Un nuovo studio pubblicato su The Cleft Palate-cranio-facciali Journal ha scoperto che i tempi della chirurgia palatale e la dimensione del lessico o vocabolario, nei bambini sono fattori importanti da considerare nel determinare la direzione più vantaggiosa di bambini affetti da palatoschisi.
Basandosi su studi precedenti che vertevano su criteri di sviluppo, al contrario di età cronologica, i ricercatori hanno studiato 40 bambini che sono stati equamente divisi in un gruppo di pre-linguistica (non parla, al momento della chirurgia; meno lessicalmente avanzato) e un gruppo linguistico (parlando al momento della chirurgia; lessicalmente più avanzati).
La loro ricerca sostiene quella degli altri, il che dimostra che i bambini che si sottopongono a intervento chirurgico in tenera età hanno rimanenze consonante più grandi e una produzione più accurata di nasali e liquidi di quanto non facciano coloro che si sottopongono a intervento chirurgico in seguito.

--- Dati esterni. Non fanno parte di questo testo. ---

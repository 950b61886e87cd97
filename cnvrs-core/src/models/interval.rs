use std::convert::Infallible;
use std::fmt::{self, Display};
use std::str::FromStr;

///
/// The kind of copy-number event a caller reported.
///
#[derive(Eq, PartialEq, Hash, Debug, Clone)]
pub enum CallType {
    Deletion,
    Duplication,
    Other(String),
}

impl From<&str> for CallType {
    fn from(s: &str) -> Self {
        match s {
            "deletion" => CallType::Deletion,
            "duplication" => CallType::Duplication,
            other => CallType::Other(other.to_string()),
        }
    }
}

impl FromStr for CallType {
    type Err = Infallible;

    fn from_str(s: &str) -> Result<Self, Self::Err> {
        Ok(CallType::from(s))
    }
}

impl Display for CallType {
    fn fmt(&self, f: &mut fmt::Formatter<'_>) -> fmt::Result {
        match self {
            CallType::Deletion => write!(f, "deletion"),
            CallType::Duplication => write!(f, "duplication"),
            CallType::Other(label) => write!(f, "{}", label),
        }
    }
}

///
/// One CNV call: a closed, 1-based coordinate range on a chromosome with the
/// caller's label and a score (normalized read depth or fold change).
///
#[derive(PartialEq, Debug, Clone)]
pub struct GenomicInterval {
    pub chr: String,
    pub start: u32,
    pub end: u32,
    pub call_type: CallType,
    pub score: f64,
}

impl GenomicInterval {
    /// Number of bases covered, both ends included.
    pub fn width(&self) -> u32 {
        self.end - self.start + 1
    }
}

Ciò che distingue questo rapporto da altri, invece, è la combinazione di queste informazioni con l'osservazione che "tenera età", definite nel contesto di insorgenza di lallazione è ciò che determina una migliore discorso e gli esiti della risonanza. Pertanto, non solo i ricercatori sostengono che la chirurgia palatale deve essere effettuata prima di 12 mesi di età e prima della comparsa delle parole, che è l'approccio adottato da molti nel settore, ma suggeriscono anche che il momento ottimale di intervento chirurgico può essere anche prima, cioè 6 mesi di età e prima della comparsa della lallazione.